On Sun, May 29, 2011 at 6:00 PM, Bert Huijben <b...@qqmail.nl> wrote:
>
>
>> -----Original Message-----
>> From: Morten Kloster [mailto:mor...@gmail.com]
>> Sent: zondag 29 mei 2011 17:35
>> To: Julian Foad
>> Cc: Mark Phippard; dev@subversion.apache.org
>> Subject: Re: [PATCH] Speed-up of libsvn_diff using token counts
>>
>> On Fri, May 27, 2011 at 7:57 PM, Julian Foad <julian.f...@wandisco.com>
>> wrote:
>> > Morten Kloster wrote:
>> >> On Fri, May 27, 2011 at 4:55 PM, Julian Foad <julian.f...@wandisco.com>
>> wrote:
>> >> > Morten Kloster wrote:
>> >> >> I haven't changed the index/count types yet. What's the right type
>> >> >> to use to get signed 32 bit on 32-bit machines and signed 64 bit
>> >> >> on 64-bit machines?
>> >> >
>> >> > "int"?
>> >>
>> >> Is int guaranteed to correspond to (or be larger than) single-process
>> >> addressable space?
>> >
>> > No.  Some 64-bit platforms use 32-bit ints by default and 64-bit
>> > pointers.
>> >
>> > But do you really need to guarantee that svn's text-diff will cope with
>> > more than 2 billion lines on such a system?  Personally I don't think
>> > so.  If you think that is important, you can use "long int".
>
> long int isn't guaranteed to be 64 bit either. (E.g. on Windows 64 long int
> is just 32 bit)
>
> You need something like intptr_t if you want an integer type of pointer
> size.
>
> But threating more than 4 billion lines of text as just every other textfile
> doesn't seem necessary to me.
>
>        Bert
>
>

And I forgot the attachment, as well... Ok, trying again, using intptr_t this
time.


Morten
Index: subversion/libsvn_diff/diff.c
===================================================================
--- subversion/libsvn_diff/diff.c       (revision 1128885)
+++ subversion/libsvn_diff/diff.c       (working copy)
@@ -33,7 +33,39 @@
 
 #include "diff.h"
 
+/* Returns an array with the counts for the tokens in
+ * the looped linked list given in loop_start.
+ * num_tokens equals the highest possible token index +1.
+ */
 
+intptr_t*
+svn_diff__get_token_counts(svn_diff__position_t *loop_start,
+                           intptr_t num_tokens,
+                           apr_pool_t *pool)
+{
+  intptr_t *token_counts;
+  intptr_t token_index;
+  svn_diff__position_t *current;
+
+  token_counts = apr_palloc(pool, num_tokens * sizeof(*token_counts));
+  for (token_index = 0; token_index < num_tokens; token_index++)

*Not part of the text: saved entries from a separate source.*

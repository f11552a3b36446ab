//! Parley terminal client entry point.
//!
//! # Usage
//!
//! ```bash
//! # List rooms
//! PARLEY_TOKEN=... parley --user 7
//!
//! # Join a room
//! parley --server wss://host/ws/chat --api https://host/api --token ... --user 7 --room 12
//! ```

use clap::Parser;
use parley_cli::{Args, runtime};
use tracing_subscriber::{EnvFilter, fmt, layer::SubscriberExt, util::SubscriberInitExt};

#[tokio::main]
async fn main() -> Result<(), Box<dyn std::error::Error>> {
    let args = Args::parse();
    let filter =
        EnvFilter::try_from_default_env().unwrap_or_else(|_| EnvFilter::new(&args.log_level));

    // stdout carries the conversation, logs go to stderr
    tracing_subscriber::registry()
        .with(fmt::layer().with_writer(std::io::stderr))
        .with(filter)
        .init();

    Ok(runtime::run(args).await?)
}
//! Room socket endpoint.
//!
//! The server exposes one socket per room at `{base}/{room}/?token={token}`.
//! Only `ws` and `wss` bases are accepted.

use parley_proto::RoomId;
use url::Url;

use crate::{credential::Credential, error::ConnectionError};

/// Validated socket base URL.
#[derive(Debug, Clone, PartialEq, Eq)]
pub struct Endpoint {
    base: Url,
}

impl Endpoint {
    /// Parse and validate a socket base URL such as `wss://host/ws/chat`.
    ///
    /// # Errors
    ///
    /// - `ConnectionError::InvalidEndpoint` if the URL does not parse, uses a
    ///   scheme other than `ws`/`wss`, or cannot carry a path
    pub fn parse(base: &str) -> Result<Self, ConnectionError> {
        let base = Url::parse(base).map_err(|e| ConnectionError::InvalidEndpoint(e.to_string()))?;

        match base.scheme() {
            "ws" | "wss" => {},
            other => {
                return Err(ConnectionError::InvalidEndpoint(format!(
                    "unsupported scheme '{other}'"
                )));
            },
        }

        if base.cannot_be_a_base() {
            return Err(ConnectionError::InvalidEndpoint("endpoint cannot carry a path".into()));
        }

        Ok(Self { base })
    }

    /// Base URL as given.
    pub fn base(&self) -> &Url {
        &self.base
    }

    /// Socket URL for `room`, carrying `credential` as the `token` query
    /// parameter.
    ///
    /// # Errors
    ///
    /// - `ConnectionError::InvalidEndpoint` if the room ID is empty
    pub fn room_url(&self, room: &RoomId, credential: &Credential) -> Result<Url, ConnectionError> {
        if room.as_str().is_empty() {
            return Err(ConnectionError::InvalidEndpoint("room id is empty".into()));
        }

        let mut url = self.base.clone();
        url.set_query(None);
        url.set_fragment(None);
        url.path_segments_mut()
            .map_err(|()| ConnectionError::InvalidEndpoint("endpoint cannot carry a path".into()))?
            .pop_if_empty()
            .push(room.as_str())
            .push("");
        url.query_pairs_mut().append_pair("token", credential.expose());

        Ok(url)
    }
}

#[cfg(test)]
mod tests {
    use super::*;

    #[test]
    fn room_url_appends_room_and_token() {
        let endpoint = Endpoint::parse("wss://chat.example.com/ws/chat").unwrap();
        let url = endpoint.room_url(&RoomId::from(42u64), &Credential::new("abc")).unwrap();
        assert_eq!(url.as_str(), "wss://chat.example.com/ws/chat/42/?token=abc");
    }

    #[test]
    fn trailing_slash_on_base_is_not_doubled() {
        let endpoint = Endpoint::parse("ws://localhost:8000/ws/chat/").unwrap();
        let url = endpoint.room_url(&RoomId::from("lobby"), &Credential::new("t")).unwrap();
        assert_eq!(url.as_str(), "ws://localhost:8000/ws/chat/lobby/?token=t");
    }

    #[test]
    fn token_is_percent_encoded() {
        let endpoint = Endpoint::parse("ws://localhost/ws/chat").unwrap();
        let url = endpoint.room_url(&RoomId::from("r"), &Credential::new("a b&c")).unwrap();
        assert_eq!(url.query(), Some("token=a+b%26c"));
    }

    #[test]
    fn rejects_non_socket_schemes() {
        assert!(matches!(
            Endpoint::parse("https://example.com/ws"),
            Err(ConnectionError::InvalidEndpoint(_))
        ));
        assert!(matches!(Endpoint::parse("not a url"), Err(ConnectionError::InvalidEndpoint(_))));
    }

    #[test]
    fn empty_room_is_rejected() {
        let endpoint = Endpoint::parse("ws://localhost/ws/chat").unwrap();
        let result = endpoint.room_url(&RoomId::from(""), &Credential::new("t"));
        assert!(matches!(result, Err(ConnectionError::InvalidEndpoint(_))));
    }
}
use std::sync::atomic::{AtomicU64, Ordering};

use crate::error::CacheError;

/// A digest of the identity fields of a descriptor.
///
/// Valid keys always have the top bit cleared, so a real digest can never collide
/// with [`ContentKey::EMPTY`].
#[derive(Clone, Copy, PartialEq, Eq, Hash, PartialOrd, Ord, derive_more::Display)]
#[display("{_0:#018x}")]
pub struct ContentKey(u64);

impl ContentKey {
    /// Marks a slot that was never fingerprinted.
    pub const EMPTY: ContentKey = ContentKey(u64::MAX);

    const DIGEST_MASK: u64 = u64::MAX >> 1;

    /// Turns a raw hasher digest into a key.
    #[inline]
    pub const fn from_digest(digest: u64) -> Self {
        Self(digest & Self::DIGEST_MASK)
    }

    #[inline]
    pub const fn raw(self) -> u64 {
        self.0
    }

    #[inline]
    pub const fn is_empty(self) -> bool {
        self.0 == u64::MAX
    }
}

impl std::fmt::Debug for ContentKey {
    fn fmt(&self, f: &mut std::fmt::Formatter<'_>) -> std::fmt::Result {
        if self.is_empty() {
            f.write_str("ContentKey(<empty>)")
        } else {
            write!(f, "ContentKey({:#018x})", self.0)
        }
    }
}

/// Write-once storage for a memoized [`ContentKey`].
pub struct KeySlot {
    raw: AtomicU64,
}

impl KeySlot {
    #[inline]
    pub const fn new() -> Self {
        Self {
            raw: AtomicU64::new(ContentKey::EMPTY.raw()),
        }
    }

    /// Creates a slot that already holds `key`.
    #[inline]
    pub const fn with_key(key: ContentKey) -> Self {
        Self {
            raw: AtomicU64::new(key.raw()),
        }
    }

    /// Returns the memoized key.
    pub fn get(&self) -> Result<ContentKey, CacheError> {
        let key = ContentKey(self.raw.load(Ordering::Acquire));
        if key.is_empty() {
            Err(CacheError::NotFingerprinted)
        } else {
            Ok(key)
        }
    }

    /// Memoizes `key`. The first key wins; later attempts are rejected.
    pub fn set(&self, key: ContentKey) -> Result<(), CacheError> {
        match self.raw.compare_exchange(
            ContentKey::EMPTY.raw(),
            key.raw(),
            Ordering::AcqRel,
            Ordering::Acquire,
        ) {
            Ok(_) => Ok(()),
            Err(existing) => Err(CacheError::KeyAlreadySet {
                existing: ContentKey(existing),
                attempted: key,
            }),
        }
    }

    #[inline]
    pub fn is_set(&self) -> bool {
        self.get().is_ok()
    }
}

impl Default for KeySlot {
    fn default() -> Self {
        Self::new()
    }
}

impl Clone for KeySlot {
    fn clone(&self) -> Self {
        Self {
            raw: AtomicU64::new(self.raw.load(Ordering::Acquire)),
        }
    }
}

impl std::fmt::Debug for KeySlot {
    fn fmt(&self, f: &mut std::fmt::Formatter<'_>) -> std::fmt::Result {
        match self.get() {
            Ok(key) => f.debug_tuple("KeySlot").field(&key).finish(),
            Err(_) => f.write_str("KeySlot(<empty>)"),
        }
    }
}
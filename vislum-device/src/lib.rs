//! A device that deduplicates the immutable objects it creates.
//!
//! Every `get_or_create_*` call validates its descriptor, then returns the live
//! object with the same content if there is one, or realizes a new one on the
//! [`DeviceBackend`]. Objects leave their cache when the last handle to them is
//! dropped.

pub mod backend;
pub mod device;
pub mod error;
pub mod object;

pub use backend::{DeviceBackend, HeadlessBackend, HeadlessObject, ObjectKind, WgpuBackend};
pub use device::{Device, DeviceCacheStats, DeviceCreateInfo};
pub use error::{DeviceError, DeviceResult};
pub use object::*;
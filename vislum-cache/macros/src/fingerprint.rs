use proc_macro2::TokenStream;
use quote::quote;
use syn::{Attribute, DeriveInput, Field, Index, Member, Type};

#[derive(Clone, Copy, PartialEq, Eq)]
enum FieldMode {
    Value,
    Float,
    Object,
    Objects,
    Skip,
}

impl FieldMode {
    fn from_field(field: &Field) -> syn::Result<Self> {
        let mut mode = None;

        for attr in field.attrs.iter().filter(|attr| attr.path().is_ident("fingerprint")) {
            let parsed = Self::from_attr(attr)?;
            if mode.replace(parsed).is_some() {
                return Err(syn::Error::new_spanned(
                    attr,
                    "only one #[fingerprint(..)] attribute is allowed per field",
                ));
            }
        }

        Ok(mode.unwrap_or_else(|| {
            if is_float(&field.ty) {
                FieldMode::Float
            } else {
                FieldMode::Value
            }
        }))
    }

    fn from_attr(attr: &Attribute) -> syn::Result<Self> {
        let mut mode = None;

        attr.parse_nested_meta(|meta| {
            let parsed = if meta.path.is_ident("skip") {
                FieldMode::Skip
            } else if meta.path.is_ident("object") {
                FieldMode::Object
            } else if meta.path.is_ident("objects") {
                FieldMode::Objects
            } else {
                return Err(meta.error("expected `skip`, `object` or `objects`"));
            };

            if mode.replace(parsed).is_some() {
                return Err(meta.error("conflicting fingerprint modes"));
            }
            Ok(())
        })?;

        mode.ok_or_else(|| syn::Error::new_spanned(attr, "missing fingerprint mode"))
    }
}

fn is_float(ty: &Type) -> bool {
    match ty {
        Type::Path(path) if path.qself.is_none() => {
            path.path.is_ident("f32") || path.path.is_ident("f64")
        }
        _ => false,
    }
}

fn float_recorder(ty: &Type) -> TokenStream {
    match ty {
        Type::Path(path) if path.path.is_ident("f64") => quote! { record_f64 },
        _ => quote! { record_f32 },
    }
}

pub fn derive_fingerprint_impl(input: DeriveInput) -> syn::Result<TokenStream> {
    let ident = &input.ident;
    let data_struct = match &input.data {
        syn::Data::Struct(data) => data,
        _ => {
            return Err(syn::Error::new_spanned(
                &input,
                "Fingerprint derive macro only supports structs",
            ));
        }
    };

    let mut statements = Vec::with_capacity(data_struct.fields.len());

    for (index, field) in data_struct.fields.iter().enumerate() {
        let member = match &field.ident {
            Some(ident) => Member::Named(ident.clone()),
            None => Member::Unnamed(Index::from(index)),
        };

        let statement = match FieldMode::from_field(field)? {
            FieldMode::Skip => continue,
            FieldMode::Value => quote! { recorder.record(&self.#member); },
            FieldMode::Float => {
                let method = float_recorder(&field.ty);
                quote! { recorder.#method(self.#member); }
            }
            FieldMode::Object => quote! { recorder.record_object(&self.#member); },
            FieldMode::Objects => quote! { recorder.record_objects(&self.#member); },
        };

        statements.push(statement);
    }

    if statements.is_empty() {
        return Err(syn::Error::new_spanned(
            &input,
            "Fingerprint needs at least one recorded field",
        ));
    }

    let (impl_generics, ty_generics, where_clause) = input.generics.split_for_impl();

    Ok(quote! {
        #[automatically_derived]
        impl #impl_generics ::vislum_cache::Fingerprint for #ident #ty_generics #where_clause {
            fn fingerprint(&self, recorder: &mut ::vislum_cache::FingerprintRecorder) {
                #(#statements)*
            }
        }
    })
}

+    token_counts[token_index] = 0;
+
+  current = loop_start;
+  if (current != NULL)
+    {
+      do
+        {
+          token_counts[current->token_index]++;
+          current = current->next;
+        }
+      while (current != loop_start);
+    }
+
+  return token_counts;
+}
+
+
 svn_diff_t *
 svn_diff__diff(svn_diff__lcs_t *lcs,
                apr_off_t original_start, apr_off_t modified_start,
@@ -105,6 +137,8 @@
 {
   svn_diff__tree_t *tree;
   svn_diff__position_t *position_list[2];
+  intptr_t num_tokens;
+  intptr_t *token_counts[2];
   svn_diff_datasource_e datasource[] = {svn_diff_datasource_original,
                                         svn_diff_datasource_modified};
   svn_diff__lcs_t *lcs;
@@ -138,6 +172,8 @@
                                prefix_lines,
                                subpool));
 
+  num_tokens = svn_diff__get_node_count(tree);
+
   /* The cool part is that we don't need the tokens anymore.
    * Allow the app to clean them up if it wants to.
    */
@@ -147,8 +183,12 @@
   /* We don't need the nodes in the tree either anymore, nor the tree itself */
   svn_pool_destroy(treepool);
 
+  token_counts[0] = svn_diff__get_token_counts(position_list[0], num_tokens, 
subpool);
+  token_counts[1] = svn_diff__get_token_counts(position_list[1], num_tokens, 
subpool);
+
   /* Get the lcs */
-  lcs = svn_diff__lcs(position_list[0], position_list[1], prefix_lines,
+  lcs = svn_diff__lcs(position_list[0], position_list[1], token_counts[0],
+                      token_counts[1], num_tokens, prefix_lines,
                       suffix_lines, subpool);
 
   /* Produce the diff */
Index: subversion/libsvn_diff/diff.h
===================================================================
--- subversion/libsvn_diff/diff.h       (revision 1128885)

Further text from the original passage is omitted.